We promised to share information that will help you protect your children from potential risk arising from the increase in child trafficking and related violent crimes against children. Today, we explore the realm of sexual abuse.
There is no foolproof way to guard against sexual predators and abuse but you can mitigate the risk by being actively involved in your child’s life. This will allow you to recognise changes in behaviour or other warning signs that something is off. It also creates a trusting bond that encourages children to speak out about their concerns.
So, how do you get more involved without becoming overbearing?
Show interest in their daily lives. Ask them what they did during their day and who they did it with. Who sat with them at lunchtime? What games did they play? DId they enjoy themselves?
Talk to them about the people in their lives. Get to know your child’s friends, their parents, teammates and coaches and talk to your child about all of them. Ask questions about all of them so that your child feels free to talk about them too. Just beware that it doesn’t turn into an interrogation. Keep it light and friendly.
Talk about the news. Violence and sexual abuse are frequently reported on so use this as an opportunity to start a conversation with your children. Ask them what they would do in a similar situation. Ask if they know about any similar incidents.
Check for warning signs. Make sure that you are familiar with teh signs of sexual abuse and keep a close eye on your child for changes that might signal a problem. Learn how to talk to your child about sexual abuse and ask a professional for advice if you need it.

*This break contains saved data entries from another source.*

use quarry::prelude::*;

use crate::common::{Customer, compile_sqlite, customers, ids, setup_db, sorted_ids};

fn fetch(query: &QueryBuilder) -> Vec<Customer> {
    let store = setup_db();
    compile_sqlite(query)
        .fetch_all(&store, &Parameters::new())
        .unwrap()
}

#[test]
fn pushed_filter_matches_reference() {
    let mut query = QueryBuilder::from("Customer");
    let c = query.root();
    query.filter(c.member("age").ge(30).and(c.member("city").ne("Oslo")));
    let compiled = compile_sqlite(&query);
    assert!(!compiled.requires_client_eval());

    let store = setup_db();
    let rows: Vec<Customer> = compiled.fetch_all(&store, &Parameters::new()).unwrap();
    let expected: Vec<Customer> = customers()
        .into_iter()
        .filter(|c| c.age >= 30 && c.city.as_deref() != Some("Oslo"))
        .collect();
    assert_eq!(sorted_ids(&rows), sorted_ids(&expected));
    assert_eq!(sorted_ids(&rows), [2, 5]);
}

#[test]
fn ordering_is_applied_on_the_server() {
    let mut query = QueryBuilder::from("Customer");
    let c = query.root();
    query.order_by([Ordering::desc(c.member("age"))]);
    let rows = fetch(&query);

    let mut expected = customers();
    expected.sort_by(|a, b| b.age.cmp(&a.age));
    assert_eq!(ids(&rows), ids(&expected));
}

#[test]
fn later_ordering_keys_break_ties() {
    let mut query = QueryBuilder::from("Customer");
    let c = query.root();
    query.order_by([
        Ordering::asc(c.member("city")),
        Ordering::desc(c.member("name")),
    ]);
    let rows = fetch(&query);
    // NULL cities sort first in SQLite
    assert_eq!(ids(&rows), [5, 2, 3, 4, 1]);
}

#[test]
fn null_comparisons_match_null_rows() {
    let mut query = QueryBuilder::from("Customer");
    let c = query.root();
    query.filter(c.member("city").is_null());
    assert_eq!(sorted_ids(&fetch(&query)), [2, 5]);

    let mut query = QueryBuilder::from("Customer");
    let c = query.root();
    query.filter(c.member("city").is_not_null());
    assert_eq!(sorted_ids(&fetch(&query)), [1, 3, 4]);
}

#[test]
fn equality_chain_runs_as_in_list() {
    let mut query = QueryBuilder::from("Customer");
    let c = query.root();
    query.filter(
        c.member("id")
            .eq(1)
            .or(c.member("id").eq(3))
            .or(c.member("id").eq(5)),
    );
    let compiled = compile_sqlite(&query);
    assert!(compiled.sql().contains(r#""c"."id" IN (?, ?, ?)"#));

    let store = setup_db();
    let rows: Vec<Customer> = compiled.fetch_all(&store, &Parameters::new()).unwrap();
    assert_eq!(sorted_ids(&rows), [1, 3, 5]);
}

#[test]
fn not_in_keeps_null_rows() {
    let mut query = QueryBuilder::from("Customer");
    let c = query.root();
    query.filter(c.member("city").not_in_list(["Oslo"]));
    let rows = fetch(&query);
    let expected: Vec<Customer> = customers()
        .into_iter()
        .filter(|c| c.city.as_deref() != Some("Oslo"))
        .collect();
    assert_eq!(sorted_ids(&rows), sorted_ids(&expected));
}

#[test]
fn string_methods_are_case_sensitive() {
    let cases: [(fn(Expr) -> Expr, Vec<i64>); 4] = [
        (|name| name.starts_with("A"), vec![1]),
        (|name| name.ends_with("a"), vec![1, 4]),
        (|name| name.contains("in"), vec![3]),
        (|name| name.to_upper().eq("KEN"), vec![5]),
    ];
    for (predicate, expected) in cases {
        let mut query = QueryBuilder::from("Customer");
        let c = query.root();
        query.filter(predicate(c.member("name")));
        assert_eq!(sorted_ids(&fetch(&query)), expected);
    }
}

#[test]
fn arithmetic_and_conditionals_are_translated() {
    let mut query = QueryBuilder::from("Customer");
    let c = query.root();
    query
        .filter(c.member("age").add(10).gt(50))
        .order_by([Ordering::asc(c.member("id"))])
        .select(tuple([
            c.member("name"),
            condition(c.member("city").is_null(), "unknown", c.member("city")),
        ]));
    let compiled = compile_sqlite(&query);
    assert!(!compiled.requires_client_eval());

    let store = setup_db();
    let rows: Vec<(String, String)> = compiled.fetch_all(&store, &Parameters::new()).unwrap();
    assert_eq!(
        rows,
        [
            ("Grace".to_string(), "unknown".to_string()),
            ("Barbara".to_string(), "Oslo".to_string()),
        ]
    );
}

#[test]
fn join_projects_both_sources() {
    let mut query = QueryBuilder::from("Order");
    let o = query.root();
    let c = query.join("Customer", o.member("customer_id"), |c| c.member("id"));
    query
        .order_by([Ordering::asc(o.member("id"))])
        .select(tuple([o.member("id"), c.member("name")]));
    let compiled = compile_sqlite(&query);
    assert!(compiled.sql().contains("INNER JOIN"));

    let store = setup_db();
    let rows: Vec<(i64, String)> = compiled.fetch_all(&store, &Parameters::new()).unwrap();
    let names: Vec<(i64, &str)> = rows.iter().map(|(id, n)| (*id, n.as_str())).collect();
    assert_eq!(
        names,
        [
            (10, "Ada"),
            (11, "Ada"),
            (30, "Linus"),
            (31, "Linus"),
            (32, "Linus"),
            (40, "Barbara")
        ]
    );
}

#[test]
fn additional_from_is_a_cross_join() {
    let mut query = QueryBuilder::from("Customer");
    query.add_from("Order");
    query.count();
    let compiled = compile_sqlite(&query);
    assert!(compiled.sql().contains("CROSS JOIN"));

    let store = setup_db();
    let count: i64 = compiled.fetch_scalar(&store, &Parameters::new()).unwrap();
    assert_eq!(count, 30);
}

#[test]
fn derived_entity_source_filters_by_discriminator() {
    let mut query = QueryBuilder::from("Cat");
    let a = query.root();
    query
        .order_by([Ordering::asc(a.member("id"))])
        .select(a.member("name"));
    let store = setup_db();
    let names: Vec<String> = compile_sqlite(&query)
        .fetch_all(&store, &Parameters::new())
        .unwrap();
    assert_eq!(names, ["Tom", "Kit"]);
}
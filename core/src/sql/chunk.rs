use std::borrow::Cow;

use compact_str::CompactString;

use crate::command::ParamSlot;
use crate::sql::tokens::Token;

/// A SQL chunk represents a part of an SQL statement.
///
/// - `Token` - SQL keywords and operators (SELECT, FROM, =, etc.)
/// - `Ident` - Quoted identifiers ("table_name", "column_name")
/// - `Raw` - Unquoted raw SQL text
/// - `Func` - Function name, rendered flush against its argument list
/// - `Number` - Structural integer literal (never user data)
/// - `Param` - Parameter placeholder carrying its value slot
#[derive(Debug, Clone, PartialEq)]
pub enum SqlChunk {
    /// SQL keywords and operators: SELECT, FROM, WHERE, =, AND, etc.
    Token(Token),

    /// Quoted identifier for table, column and alias names
    Ident(CompactString),

    /// Raw SQL text (unquoted)
    Raw(Cow<'static, str>),

    /// Function name: `COUNT`, `instr`, ...
    Func(&'static str),

    /// Integer literal emitted by the generator itself (`1 = 0`, `LIMIT -1`)
    Number(i64),

    /// Placeholder; `?` or `$n` depending on dialect
    Param(ParamSlot),
}

impl SqlChunk {
    // ==================== const constructors ====================

    /// Creates a token chunk - const
    #[inline]
    pub const fn token(t: Token) -> Self {
        Self::Token(t)
    }

    /// Creates raw SQL text from a static string - const
    #[inline]
    pub const fn raw_static(text: &'static str) -> Self {
        Self::Raw(Cow::Borrowed(text))
    }

    // ==================== non-const constructors ====================

    /// Creates a quoted identifier from a runtime string
    #[inline]
    pub fn ident(name: impl Into<CompactString>) -> Self {
        Self::Ident(name.into())
    }

    // ==================== write implementation ====================

    /// Write chunk content to buffer. Parameters are written by the caller,
    /// which owns the placeholder counter.
    pub(crate) fn write(&self, buf: &mut impl core::fmt::Write) {
        match self {
            SqlChunk::Token(token) => {
                let _ = buf.write_str(token.as_str());
            }
            SqlChunk::Ident(name) => {
                let _ = buf.write_char('"');
                for c in name.chars() {
                    if c == '"' {
                        let _ = buf.write_char('"');
                    }
                    let _ = buf.write_char(c);
                }
                let _ = buf.write_char('"');
            }
            SqlChunk::Raw(text) => {
                let _ = buf.write_str(text);
            }
            SqlChunk::Func(name) => {
                let _ = buf.write_str(name);
            }
            SqlChunk::Number(n) => {
                let _ = write!(buf, "{n}");
            }
            SqlChunk::Param(_) => {
                let _ = buf.write_char('?');
            }
        }
    }

    /// Check if this chunk is "word-like" (needs space separation from other word-like chunks)
    #[inline]
    pub(crate) const fn is_word_like(&self) -> bool {
        match self {
            SqlChunk::Token(t) => !matches!(
                t,
                Token::LPAREN
                    | Token::RPAREN
                    | Token::COMMA
                    | Token::DOT
                    | Token::EQ
                    | Token::NE
                    | Token::LT
                    | Token::GT
                    | Token::LE
                    | Token::GE
            ),
            SqlChunk::Ident(_)
            | SqlChunk::Raw(_)
            | SqlChunk::Func(_)
            | SqlChunk::Number(_)
            | SqlChunk::Param(_) => true,
        }
    }
}

// ==================== From implementations ====================

impl From<Token> for SqlChunk {
    #[inline]
    fn from(value: Token) -> Self {
        Self::Token(value)
    }
}

impl From<ParamSlot> for SqlChunk {
    #[inline]
    fn from(value: ParamSlot) -> Self {
        Self::Param(value)
    }
}
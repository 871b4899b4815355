//! Equality predicate optimizer.
//!
//! `x = 1 OR x = 2 OR x = 3` becomes `x IN (1, 2, 3)` and
//! `x <> 1 AND x <> 2` becomes `x NOT IN (1, 2)`. Only member comparisons
//! against non-null constants participate.

use crate::model::{BinaryOp, Expr};
use crate::value::Value;

/// Rewrites same-member equality chains into IN lists, operands first.
pub fn optimize_equality(expr: Expr) -> Expr {
    match expr {
        Expr::Binary { op, left, right } if op.is_logical() => {
            let left = optimize_equality(*left);
            let right = optimize_equality(*right);
            let negated = op == BinaryOp::And;
            let merged = match (membership(&left, negated), membership(&right, negated)) {
                (Some((l_member, l_values)), Some((r_member, r_values)))
                    if l_member == r_member =>
                {
                    let mut values = l_values;
                    for v in r_values {
                        if !values.contains(&v) {
                            values.push(v);
                        }
                    }
                    Some(Expr::In {
                        operand: Box::new(l_member.clone()),
                        values,
                        negated,
                    })
                }
                _ => None,
            };
            merged.unwrap_or_else(|| Expr::Binary {
                op,
                left: Box::new(left),
                right: Box::new(right),
            })
        }
        Expr::Not(inner) => Expr::Not(Box::new(optimize_equality(*inner))),
        other => other,
    }
}

/// `member = constant` (or `<>` when `negated`), or a matching IN list.
fn membership(expr: &Expr, negated: bool) -> Option<(&Expr, Vec<Value>)> {
    let wanted = if negated { BinaryOp::Ne } else { BinaryOp::Eq };
    match expr {
        Expr::Binary { op, left, right } if *op == wanted => match (&**left, &**right) {
            (member @ Expr::Member { .. }, Expr::Constant(v))
            | (Expr::Constant(v), member @ Expr::Member { .. })
                if !v.is_null() =>
            {
                Some((member, vec![v.clone()]))
            }
            _ => None,
        },
        Expr::In {
            operand,
            values,
            negated: n,
        } if *n == negated
            && matches!(**operand, Expr::Member { .. })
            && values.iter().all(|v| !v.is_null()) =>
        {
            Some((&**operand, values.clone()))
        }
        _ => None,
    }
}
use std::collections::VecDeque;

use hashbrown::HashSet;

use crate::command::Parameters;
use crate::error::Result;
use crate::model::Direction;
use crate::row::ValueRow;
use crate::value::Value;

use super::{Aggregator, BodyStage, ClientPlan, Evaluator, ResultStage};

/// Running state of one [`ResultStage`].
#[derive(Debug)]
enum StageState {
    Skip(usize),
    Take(usize),
    Distinct(HashSet<ValueRow>),
    OfType {
        position: Option<usize>,
        values: Vec<Value>,
    },
}

/// Push-based executor for a [`ClientPlan`].
///
/// Server rows go in through [`push`](Self::push); results come out of
/// [`pop`](Self::pop). Order-by stages buffer until [`finish`](Self::finish).
#[derive(Debug)]
pub struct ClientPipeline<'p> {
    plan: &'p ClientPlan,
    eval: Evaluator<'p>,
    buffers: Vec<Vec<ValueRow>>,
    stages: Vec<StageState>,
    terminal: Aggregator,
    output: VecDeque<ValueRow>,
    saturated: bool,
    finished: bool,
}

impl<'p> ClientPipeline<'p> {
    pub fn new(plan: &'p ClientPlan, params: &'p Parameters) -> Result<Self> {
        let eval = Evaluator::new(plan.layout.as_ref(), params);
        let mut stages = Vec::with_capacity(plan.results.len());
        for stage in &plan.results {
            stages.push(match stage {
                ResultStage::Skip(count) => StageState::Skip(eval.count(count)?),
                ResultStage::Take(count) => StageState::Take(eval.count(count)?),
                ResultStage::Distinct => StageState::Distinct(HashSet::new()),
                ResultStage::OfType {
                    source,
                    discriminator,
                    values,
                } => StageState::OfType {
                    position: match (discriminator, &plan.layout) {
                        (Some(member), Some(layout)) => layout.position(*source, member),
                        _ => None,
                    },
                    values: values.clone(),
                },
            });
        }
        let terminal = Aggregator::new(&plan.terminal, &eval)?;
        let mut pipeline = Self {
            plan,
            eval,
            buffers: vec![Vec::new(); plan.body.len()],
            stages,
            terminal,
            output: VecDeque::new(),
            saturated: false,
            finished: false,
        };
        pipeline.saturated = pipeline
            .stages
            .iter()
            .any(|s| matches!(s, StageState::Take(0)));
        Ok(pipeline)
    }

    /// Whether further server rows can no longer change the results.
    pub fn is_saturated(&self) -> bool {
        self.saturated
    }

    pub fn push(&mut self, row: ValueRow) -> Result<()> {
        if self.saturated {
            return Ok(());
        }
        self.push_body(0, row)
    }

    /// Flushes buffered stages and emits the terminal result.
    pub fn finish(&mut self) -> Result<()> {
        if self.finished {
            return Ok(());
        }
        self.finished = true;
        let plan = self.plan;
        for i in 0..plan.body.len() {
            let BodyStage::OrderBy(orderings) = &plan.body[i] else {
                continue;
            };
            let rows = std::mem::take(&mut self.buffers[i]);
            let mut keyed = Vec::with_capacity(rows.len());
            for row in rows {
                let key = orderings
                    .iter()
                    .map(|o| self.eval.eval(&o.expr, &row))
                    .collect::<Result<Vec<_>>>()?;
                keyed.push((key, row));
            }
            // stable, so earlier orderings survive as tie breakers
            keyed.sort_by(|(a, _), (b, _)| {
                for ((x, y), o) in a.iter().zip(b).zip(orderings) {
                    let ord = x.sql_cmp(y);
                    let ord = match o.direction {
                        Direction::Ascending => ord,
                        Direction::Descending => ord.reverse(),
                    };
                    if ord.is_ne() {
                        return ord;
                    }
                }
                core::cmp::Ordering::Equal
            });
            for (_, row) in keyed {
                if self.saturated {
                    break;
                }
                self.push_body(i + 1, row)?;
            }
        }
        self.terminal.finish(&mut self.output)
    }

    pub fn pop(&mut self) -> Option<ValueRow> {
        self.output.pop_front()
    }

    fn push_body(&mut self, from: usize, row: ValueRow) -> Result<()> {
        let plan = self.plan;
        for i in from..plan.body.len() {
            match &plan.body[i] {
                BodyStage::Filter(predicate) => {
                    if !self.eval.eval(predicate, &row)?.is_truthy() {
                        return Ok(());
                    }
                }
                BodyStage::JoinFilter { outer, inner } => {
                    let l = self.eval.eval(outer, &row)?;
                    let r = self.eval.eval(inner, &row)?;
                    if l.is_null() || r.is_null() || l != r {
                        return Ok(());
                    }
                }
                BodyStage::OrderBy(_) => {
                    self.buffers[i].push(row);
                    return Ok(());
                }
            }
        }

        let out = match &plan.projector {
            Some(selector) => {
                let mut out = ValueRow::new();
                self.eval.project(selector, &row, &mut out)?;
                out
            }
            None => row.clone(),
        };
        self.push_result(&row, out)
    }

    fn push_result(&mut self, env: &[Value], out: ValueRow) -> Result<()> {
        for stage in &mut self.stages {
            match stage {
                StageState::Skip(remaining) => {
                    if *remaining > 0 {
                        *remaining -= 1;
                        return Ok(());
                    }
                }
                StageState::Take(remaining) => {
                    if *remaining == 0 {
                        self.saturated = true;
                        return Ok(());
                    }
                    *remaining -= 1;
                    if *remaining == 0 {
                        self.saturated = true;
                    }
                }
                StageState::Distinct(seen) => {
                    if !seen.insert(out.clone()) {
                        return Ok(());
                    }
                }
                StageState::OfType { position, values } => {
                    if let Some(position) = position {
                        let kind = env.get(*position).cloned().unwrap_or_default();
                        if !values.contains(&kind) {
                            return Ok(());
                        }
                    }
                }
            }
        }
        if self
            .terminal
            .push(&self.eval, env, out, &mut self.output)?
        {
            self.saturated = true;
        }
        Ok(())
    }
}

Encouraging children to speak communicates to them that what they say matters. It gives children the confidence to confide in you when they feel concerned or vulnerable.
Teach children boundaries. They need to know that no-one has the right to touch them or make them feel uncomfortable. Similarly, they should be taught to respect other people’s bodies and not to touch anybody inappropriately.
Give them your undivided attention when they need to talk. Make sure that you are not distracted and let them know that they are being heard.
Tell them that they won’t get into trouble. Be clear about the fact that you can only help them if they tell you exactly what happened. The idea is to support them, and not to punish them for speaking up.
Remember, sexual crimes are perpetrated against people from all socioeconomic groups, races, religions and, cultures. We need to be informed to be protected.